Just like a fat jab will take inches off your waistline, cutting down on your spending could save you THOUSANDS.
Your first step is to do an MOT on your finances.
Log into your banking app and see where your cash is going. After you’ve paid your essential bills like council tax and rent, what are you spending your cash on?
The average Brit spends £172 on fun activities and subscriptions like streaming services and the gym, £208 on eating out and trips away, and £78 on clothes EACH month.
There’s no need to sacrifice all your little treats – ditching just a few could be a great start.
Say you sacrificed your cheeky £25 Friday night takeaway once a month.

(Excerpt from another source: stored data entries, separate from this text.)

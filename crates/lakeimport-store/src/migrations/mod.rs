//! Migration framework
//!
//! Provides:
//! - Migration runner with checksums and idempotent application
//! - Embedded SQL migrations

mod checksums;
mod embedded;
mod runner;

pub use runner::apply_migrations;
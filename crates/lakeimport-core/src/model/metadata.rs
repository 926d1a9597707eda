//! Commit metadata attached to an import commit.

use std::collections::BTreeMap;

use super::ImportStats;
use crate::inventory::Inventory;

/// Flat string-keyed mapping stored with a catalog commit
pub type CommitMetadata = BTreeMap<String, String>;

pub const META_INVENTORY_URL: &str = "inventory_url";
pub const META_SOURCE: &str = "source";
pub const META_ADDED_OR_CHANGED: &str = "added_or_changed_objects";
pub const META_DELETED: &str = "deleted_objects";

/// Build the metadata recorded on the commit that finishes an import
pub fn create_commit_metadata(inventory: &dyn Inventory, stats: &ImportStats) -> CommitMetadata {
    let mut metadata = CommitMetadata::new();
    metadata.insert(
        META_INVENTORY_URL.to_string(),
        inventory.inventory_url().to_string(),
    );
    metadata.insert(META_SOURCE.to_string(), inventory.source_name().to_string());
    metadata.insert(
        META_ADDED_OR_CHANGED.to_string(),
        stats.added_or_changed.to_string(),
    );
    metadata.insert(META_DELETED.to_string(), stats.deleted.to_string());
    metadata
}

/// Inventory URL recorded by a previous import commit, if any
pub fn extract_inventory_url(metadata: &CommitMetadata) -> Option<&str> {
    metadata
        .get(META_INVENTORY_URL)
        .map(String::as_str)
        .filter(|url| !url.is_empty())
}
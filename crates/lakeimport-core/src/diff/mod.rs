//! Inventory diff engine.
//!
//! Merge-joins two key-ordered inventories in one forward pass and emits the
//! additions, modifications and deletions that turn the left (previous)
//! inventory into the right (current) one.
//!
//! ```ignore
//! use lakeimport_core::diff::DiffIterator;
//!
//! let mut diff = DiffIterator::new(Some(previous.iterator()?), current.iterator()?);
//! while diff.next() {
//!     let item = diff.get().unwrap();
//!     // apply item
//! }
//! if let Some(err) = diff.err() { /* abort */ }
//! ```

pub mod engine;

pub use engine::{DiffIterator, DiffSummary};
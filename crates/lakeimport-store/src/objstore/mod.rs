//! Filesystem-backed object store and inventory readers
//!
//! Provides:
//! - [`FsObjectStore`]: `s3://bucket/key` URLs resolved under a root directory
//! - [`JsonLinesRowSource`]: a JSON-lines partition file as a Row Batch Source
//! - [`FsInventoryGenerator`]: manifest URL to [`ManifestInventory`]
//!
//! [`ManifestInventory`]: lakeimport_core::ManifestInventory

mod atomic;
mod fs_store;
mod generate;
mod jsonl;

pub use fs_store::{parse_url, FsObjectStore};
pub use generate::{generate_inventory, row_source_factory, FsInventoryGenerator, FORMAT_JSONL};
pub use jsonl::{JsonLinesRowSource, JsonLinesSourceFactory};
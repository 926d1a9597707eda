//! Checksum validation for migrations
//!
//! Computes SHA256 checksums of migration SQL so an edited migration that was
//! already applied is detected instead of silently skipped.

use sha2::{Digest, Sha256};

/// Compute SHA256 checksum of a string
pub fn compute_checksum(content: &str) -> String {
    let mut hasher = Sha256::new();
    hasher.update(content.as_bytes());
    hex::encode(hasher.finalize())
}
use std::sync::Arc;

use lakeimport_store::{db, FsObjectStore};
use rusqlite::Connection;
use serde_json::json;
use tempfile::TempDir;

pub const INVENTORY_BUCKET: &str = "inventory-dest";
pub const SOURCE_BUCKET: &str = "lake-data";

/// Object store and catalog database rooted in one temp dir
#[allow(dead_code)]
pub struct Fixture {
    pub dir: TempDir,
    pub store: Arc<FsObjectStore>,
    pub conn: Connection,
}

#[allow(dead_code)]
pub fn setup() -> Fixture {
    let dir = TempDir::new().unwrap();
    let store = Arc::new(FsObjectStore::new(dir.path().join("objects")));
    let conn = db::open_catalog(dir.path().join("catalog.db")).unwrap();
    Fixture { dir, store, conn }
}

/// Write one JSONL partition of `(key, e_tag)` rows
#[allow(dead_code)]
pub fn write_partition(store: &FsObjectStore, key: &str, rows: &[(&str, &str)]) {
    let mut text = json!({ "row_count": rows.len() }).to_string();
    text.push('\n');
    for (k, etag) in rows {
        text.push_str(&json!({ "key": k, "e_tag": etag, "size": 10 }).to_string());
        text.push('\n');
    }
    store.put(INVENTORY_BUCKET, key, text.as_bytes()).unwrap();
}

/// Write a complete inventory, one partition per entry, and return its URL
#[allow(dead_code)]
pub fn write_inventory(
    store: &FsObjectStore,
    name: &str,
    partitions: &[&[(&str, &str)]],
) -> String {
    let files: Vec<String> = (0..partitions.len())
        .map(|i| partition_key(name, i))
        .collect();
    for (file, rows) in files.iter().zip(partitions) {
        write_partition(store, file, rows);
    }
    write_manifest(store, name, &files)
}

#[allow(dead_code)]
pub fn partition_key(name: &str, index: usize) -> String {
    format!("{}/data/part-{}.jsonl", name, index)
}

#[allow(dead_code)]
pub fn write_manifest(store: &FsObjectStore, name: &str, files: &[String]) -> String {
    let manifest_key = format!("{}/manifest.json", name);
    let manifest = json!({
        "sourceBucket": SOURCE_BUCKET,
        "destinationBucket": format!("arn:aws:s3:::{}", INVENTORY_BUCKET),
        "version": "2016-11-30",
        "creationTimestamp": "1593216000000",
        "fileFormat": "JSONL",
        "files": files.iter().map(|f| json!({ "key": f })).collect::<Vec<_>>(),
    });
    store
        .put(INVENTORY_BUCKET, &manifest_key, manifest.to_string().as_bytes())
        .unwrap();
    format!("s3://{}/{}", INVENTORY_BUCKET, manifest_key)
}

If you put that money into an easy access savings account which pays a high interest rate – the top paying accounts are offering 4.85%, according to Sarah – you would have £3,851 in 10 years.

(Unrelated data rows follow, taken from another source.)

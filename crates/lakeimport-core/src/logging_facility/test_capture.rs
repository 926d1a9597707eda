//! Test capture mode for deterministic logging assertions
//!
//! Installs a global subscriber layer that records every event in memory.
//! Tests filter by a unique `op` name, since the capture is process-wide.

use std::collections::HashMap;
use std::sync::{Arc, Mutex, OnceLock};
use tracing::field::{Field, Visit};
use tracing::{Level, Subscriber};
use tracing_subscriber::layer::{Context, SubscriberExt};
use tracing_subscriber::registry::LookupSpan;
use tracing_subscriber::util::SubscriberInitExt;
use tracing_subscriber::Layer;

use lakeimport_core_types::schema::{FIELD_EVENT, FIELD_OP};

/// A captured log event with all its fields
#[derive(Clone, Debug)]
pub struct CapturedEvent {
    pub level: Level,
    pub target: String,
    pub op: Option<String>,
    pub event: Option<String>,
    pub fields: HashMap<String, String>,
}

impl CapturedEvent {
    /// Get a recorded field as text
    pub fn field(&self, name: &str) -> Option<&str> {
        self.fields.get(name).map(String::as_str)
    }
}

#[derive(Default)]
struct FieldVisitor {
    fields: HashMap<String, String>,
}

impl FieldVisitor {
    fn put(&mut self, field: &Field, value: String) {
        self.fields.insert(field.name().to_string(), value);
    }
}

impl Visit for FieldVisitor {
    fn record_debug(&mut self, field: &Field, value: &dyn std::fmt::Debug) {
        self.put(field, format!("{:?}", value));
    }

    fn record_str(&mut self, field: &Field, value: &str) {
        self.put(field, value.to_string());
    }

    fn record_i64(&mut self, field: &Field, value: i64) {
        self.put(field, value.to_string());
    }

    fn record_u64(&mut self, field: &Field, value: u64) {
        self.put(field, value.to_string());
    }

    fn record_bool(&mut self, field: &Field, value: bool) {
        self.put(field, value.to_string());
    }
}

struct TestCaptureLayer {
    events: Arc<Mutex<Vec<CapturedEvent>>>,
}

impl<S> Layer<S> for TestCaptureLayer
where
    S: Subscriber + for<'a> LookupSpan<'a>,
{
    fn on_event(&self, event: &tracing::Event<'_>, _ctx: Context<'_, S>) {
        let metadata = event.metadata();
        let mut visitor = FieldVisitor::default();
        event.record(&mut visitor);

        let captured = CapturedEvent {
            level: *metadata.level(),
            target: metadata.target().to_string(),
            op: visitor.fields.get(FIELD_OP).cloned(),
            event: visitor.fields.get(FIELD_EVENT).cloned(),
            fields: visitor.fields,
        };

        if let Ok(mut events) = self.events.lock() {
            events.push(captured);
        }
    }
}

/// Handle for accessing captured events in tests
#[derive(Clone)]
pub struct TestCapture {
    events: Arc<Mutex<Vec<CapturedEvent>>>,
}

impl TestCapture {
    pub fn events(&self) -> Vec<CapturedEvent> {
        self.events.lock().map(|e| e.clone()).unwrap_or_default()
    }

    /// Events recorded for one operation name
    pub fn events_for_op(&self, op: &str) -> Vec<CapturedEvent> {
        self.events()
            .into_iter()
            .filter(|e| e.op.as_deref() == Some(op))
            .collect()
    }

    /// Assert that an event exists with the given operation and event type
    ///
    /// # Panics
    ///
    /// Panics if the event is not found
    pub fn assert_event_exists(&self, op: &str, event: &str) {
        let found = self
            .events_for_op(op)
            .iter()
            .any(|e| e.event.as_deref() == Some(event));
        assert!(found, "expected event op={} event={} not captured", op, event);
    }

    pub fn count_events<F>(&self, predicate: F) -> usize
    where
        F: Fn(&CapturedEvent) -> bool,
    {
        self.events().iter().filter(|e| predicate(e)).count()
    }
}

static GLOBAL_CAPTURE: OnceLock<TestCapture> = OnceLock::new();

/// Initialize test capture mode
///
/// Safe to call from every test; the first call installs the global layer
/// and later calls share it.
///
/// # Example
///
/// ```
/// use lakeimport_core::logging_facility::test_capture::init_test_capture;
/// use lakeimport_core::log_op_start;
///
/// let capture = init_test_capture();
/// log_op_start!("doc_capture_op");
/// capture.assert_event_exists("doc_capture_op", "start");
/// ```
pub fn init_test_capture() -> TestCapture {
    GLOBAL_CAPTURE
        .get_or_init(|| {
            let events = Arc::new(Mutex::new(Vec::new()));
            let layer = TestCaptureLayer {
                events: events.clone(),
            };
            let _ = tracing_subscriber::registry().with(layer).try_init();
            TestCapture { events }
        })
        .clone()
}
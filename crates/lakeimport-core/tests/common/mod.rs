use std::sync::Arc;

use lakeimport_core::inventory::{InventoryIterator, ManifestInventoryIterator};
use lakeimport_core::source::MemoryRowSourceFactory;
use lakeimport_core::{DiffIterator, InventoryObject};

pub const BUCKET: &str = "inventory-dest";

/// Object with a checksum derived from its key
#[allow(dead_code)]
pub fn obj(key: &str) -> InventoryObject {
    InventoryObject::new(key, format!("etag-{}", key)).with_bucket("source")
}

#[allow(dead_code)]
pub fn obj_with(key: &str, checksum: &str) -> InventoryObject {
    InventoryObject::new(key, checksum).with_bucket("source")
}

/// Factory serving one file per `(name, keys)` entry
#[allow(dead_code)]
pub fn factory_with(files: &[(&str, &[&str])]) -> MemoryRowSourceFactory {
    files
        .iter()
        .fold(MemoryRowSourceFactory::new(BUCKET), |f, (name, keys)| {
            f.with_file(*name, keys.iter().map(|k| obj(k)).collect())
        })
}

#[allow(dead_code)]
pub fn manifest_iter(
    factory: Arc<MemoryRowSourceFactory>,
    files: &[&str],
    batch_size: i64,
) -> ManifestInventoryIterator {
    ManifestInventoryIterator::new(
        factory,
        BUCKET,
        files.iter().map(|f| f.to_string()).collect(),
    )
    .with_read_batch_size(batch_size)
}

/// Drain an iterator, returning the keys it yielded
#[allow(dead_code)]
pub fn drain_keys(it: &mut dyn InventoryIterator) -> Vec<String> {
    let mut keys = Vec::new();
    while it.next() {
        keys.push(it.get().expect("value after next").key.clone());
    }
    keys
}

/// Drained diff split into (added_or_changed, deleted) keys
#[allow(dead_code)]
pub fn drain_diff(diff: &mut DiffIterator<'_>) -> (Vec<String>, Vec<String>) {
    let mut upserts = Vec::new();
    let mut deletes = Vec::new();
    while diff.next() {
        let item = diff.get().expect("value after next");
        if item.is_deleted {
            deletes.push(item.obj.key.clone());
        } else {
            upserts.push(item.obj.key.clone());
        }
    }
    (upserts, deletes)
}
//! Catalog listing as an inventory.
//!
//! Live objects of one branch are read in pages of `read_batch_size` rows,
//! each page starting strictly after the last key of the previous one. Keys
//! are SQLite TEXT under the default BINARY collation, so page order is byte
//! order, the same order the diff compares in.
//!
//! A page is fully materialised before it is yielded, so no statement is
//! open while the importer writes through the same connection. Mutations
//! arrive in key order and never touch keys past the current page.

use lakeimport_core::errors::ExError;
use lakeimport_core::inventory::{effective_batch_size, InventoryIterator};
use lakeimport_core::model::InventoryObject;
use rusqlite::Connection;

use super::sqlite_catalog::row_to_object;
use crate::errors::{from_rusqlite, Result};

/// Key-ordered iterator over a branch's non-tombstoned objects.
pub struct CatalogInventoryIterator<'a> {
    conn: &'a Connection,
    branch: String,
    read_batch_size: usize,
    page: Vec<InventoryObject>,
    cursor: usize,
    current: Option<usize>,
    last_key: Option<String>,
    last_page: bool,
    err: Option<ExError>,
}

impl<'a> CatalogInventoryIterator<'a> {
    pub fn new(conn: &'a Connection, branch: impl Into<String>) -> Self {
        Self {
            conn,
            branch: branch.into(),
            read_batch_size: effective_batch_size(0),
            page: Vec::new(),
            cursor: 0,
            current: None,
            last_key: None,
            last_page: false,
            err: None,
        }
    }

    /// Rows per page; non-positive selects the default batch size
    pub fn with_read_batch_size(mut self, read_batch_size: i64) -> Self {
        self.read_batch_size = effective_batch_size(read_batch_size);
        self
    }

    fn fetch_page(&mut self) -> Result<()> {
        let conn = self.conn;
        let mut stmt = conn
            .prepare_cached(
                "SELECT key, bucket, checksum, size, last_modified_ms
                 FROM objects
                 WHERE branch = ?1 AND tombstone = 0 AND (?2 IS NULL OR key > ?2)
                 ORDER BY key
                 LIMIT ?3",
            )
            .map_err(from_rusqlite)?;

        let limit = i64::try_from(self.read_batch_size).unwrap_or(i64::MAX);
        let rows = stmt
            .query_map(
                rusqlite::params![self.branch, self.last_key, limit],
                row_to_object,
            )
            .map_err(from_rusqlite)?;

        self.page.clear();
        for row in rows {
            self.page.push(row.map_err(from_rusqlite)?);
        }
        self.cursor = 0;
        self.last_page = self.page.len() < self.read_batch_size;
        if let Some(last) = self.page.last() {
            self.last_key = Some(last.key.clone());
        }
        Ok(())
    }
}

impl InventoryIterator for CatalogInventoryIterator<'_> {
    fn next(&mut self) -> bool {
        self.current = None;
        if self.err.is_some() {
            return false;
        }

        if self.cursor >= self.page.len() {
            if self.last_page {
                return false;
            }
            if let Err(err) = self.fetch_page() {
                let err = err.with_op("list_objects");
                tracing::debug!(branch = %self.branch, error = %err, "catalog listing failed");
                self.page.clear();
                self.err = Some(err);
                return false;
            }
            if self.page.is_empty() {
                return false;
            }
        }

        self.current = Some(self.cursor);
        self.cursor += 1;
        true
    }

    fn get(&self) -> Option<&InventoryObject> {
        self.current.and_then(|idx| self.page.get(idx))
    }

    fn err(&self) -> Option<&ExError> {
        self.err.as_ref()
    }
}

Say you also sacrificed your takeout coffee each week, and skipped a few drinks at the pub, saving an additional £25 a month.

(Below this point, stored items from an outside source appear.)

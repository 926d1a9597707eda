use chrono::{DateTime, Utc};
use serde::{Deserialize, Serialize};

/// One object record read from a storage inventory.
///
/// `key` is the sort and join key. Only records that are the latest version
/// and not a delete marker take part in diffing (see [`InventoryObject::is_effective`]).
#[derive(Debug, Clone, PartialEq, Eq, Serialize, Deserialize)]
pub struct InventoryObject {
    /// Bucket the object lives in (empty when not known, e.g. catalog rows)
    #[serde(default)]
    pub bucket: String,
    pub key: String,
    /// Content fingerprint, ETag-equivalent
    pub checksum: String,
    pub size: i64,
    pub last_modified: Option<DateTime<Utc>>,
    pub is_latest: bool,
    #[serde(default)]
    pub is_delete_marker: bool,
}

impl InventoryObject {
    /// Create a latest, non-deleted record with no size or timestamp
    pub fn new(key: impl Into<String>, checksum: impl Into<String>) -> Self {
        Self {
            bucket: String::new(),
            key: key.into(),
            checksum: checksum.into(),
            size: 0,
            last_modified: None,
            is_latest: true,
            is_delete_marker: false,
        }
    }

    pub fn with_bucket(mut self, bucket: impl Into<String>) -> Self {
        self.bucket = bucket.into();
        self
    }

    pub fn with_size(mut self, size: i64) -> Self {
        self.size = size;
        self
    }

    pub fn with_last_modified(mut self, last_modified: DateTime<Utc>) -> Self {
        self.last_modified = Some(last_modified);
        self
    }

    pub fn with_latest(mut self, is_latest: bool) -> Self {
        self.is_latest = is_latest;
        self
    }

    pub fn with_delete_marker(mut self, is_delete_marker: bool) -> Self {
        self.is_delete_marker = is_delete_marker;
        self
    }

    /// Whether this record is the one version of its key that reaches the diff
    pub fn is_effective(&self) -> bool {
        self.is_latest && !self.is_delete_marker
    }
}
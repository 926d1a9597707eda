//! lakeimport store - persistence and storage access
//!
//! Provides:
//! - SQLite catalog with an embedded migrations framework
//! - Filesystem object store addressed by `s3://bucket/key` URLs
//! - JSON-lines partition reader and manifest-driven inventory generation

pub mod catalog;
pub mod db;
pub mod errors;
pub mod migrations;
pub mod objstore;

// Re-export key types
pub use catalog::{CatalogInventoryIterator, SqliteCatalog};
pub use errors::Result;
pub use objstore::{generate_inventory, FsInventoryGenerator, FsObjectStore};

Over 10 years, you’d have £7,702.
Trick to saving without thinking
Automating your savings can help you to save without even thinking Credit: Alamy
Want to save without the hard work? Automating your savings is the way forward.
This is where you up direct debits so that your money is automatically funnelled to where it needs to be.
This process means you don’t need to remember to do it manually and removes the temptation to spend on other things instead.
Sarah said: “Even if you can only afford to put a way a small sum it can make a big difference, because you’ll get into the habit of saving.
“It’s also a good idea to pledge to pay yourself first if you get some extra hours or a pay rise – so the first chunk of any new money goes into savings.”
Stash it in THIS account
Choosing where to put your case is important when it comes to saving Credit: Getty
It’s good to have some cash in an easy-access savings account in case of an emergency.
Make sure you are getting a good rate – money in your current account won’t earn interest.
Top easy-access accounts are currently from MBNA, part of Lloyds, paying 4.85%.
Sarah says it’s also worth checking to see if you qualify for a Help to Save account.
“These are available to some people on Universal Credit,” she added.
“You can save between £1 and £50 each month – and you can skip months any time. You can withdraw at any time too.
“After two years of holding the account, you’ll get a bonus of 50% of the highest balance you’ve ever had in the account.
“If, for example, the most you hold in years one and two, is £100, you’ll get a £50 bonus.”
Understand your bad habits
If you get carried away online shopping, it’s a good idea to delete these apps Credit: Getty
Identify your money weaknesses and set some rules to help you tackle them.
Sarah said: “Some people will keep a spending diary, looking at what they’re buying, the time of day, and how they were feeling at the time.
“It can help identify when and why you’re making any poor choices then you can protect yourself from them.”
If you are an impulse buyer, for example, delete shopping apps from your phone.
Consider the 24-hour rule, where you leave an item in your basket for a day to give you time to think about whether you really want it.
Improving your finances can be overwhelming, but there is support available if you need it.
Charities like Citizens Advice and Step Change are an important resource if you are struggling with debt.
The Money Helper website offers guidance on everyday money as well as savings and pensions.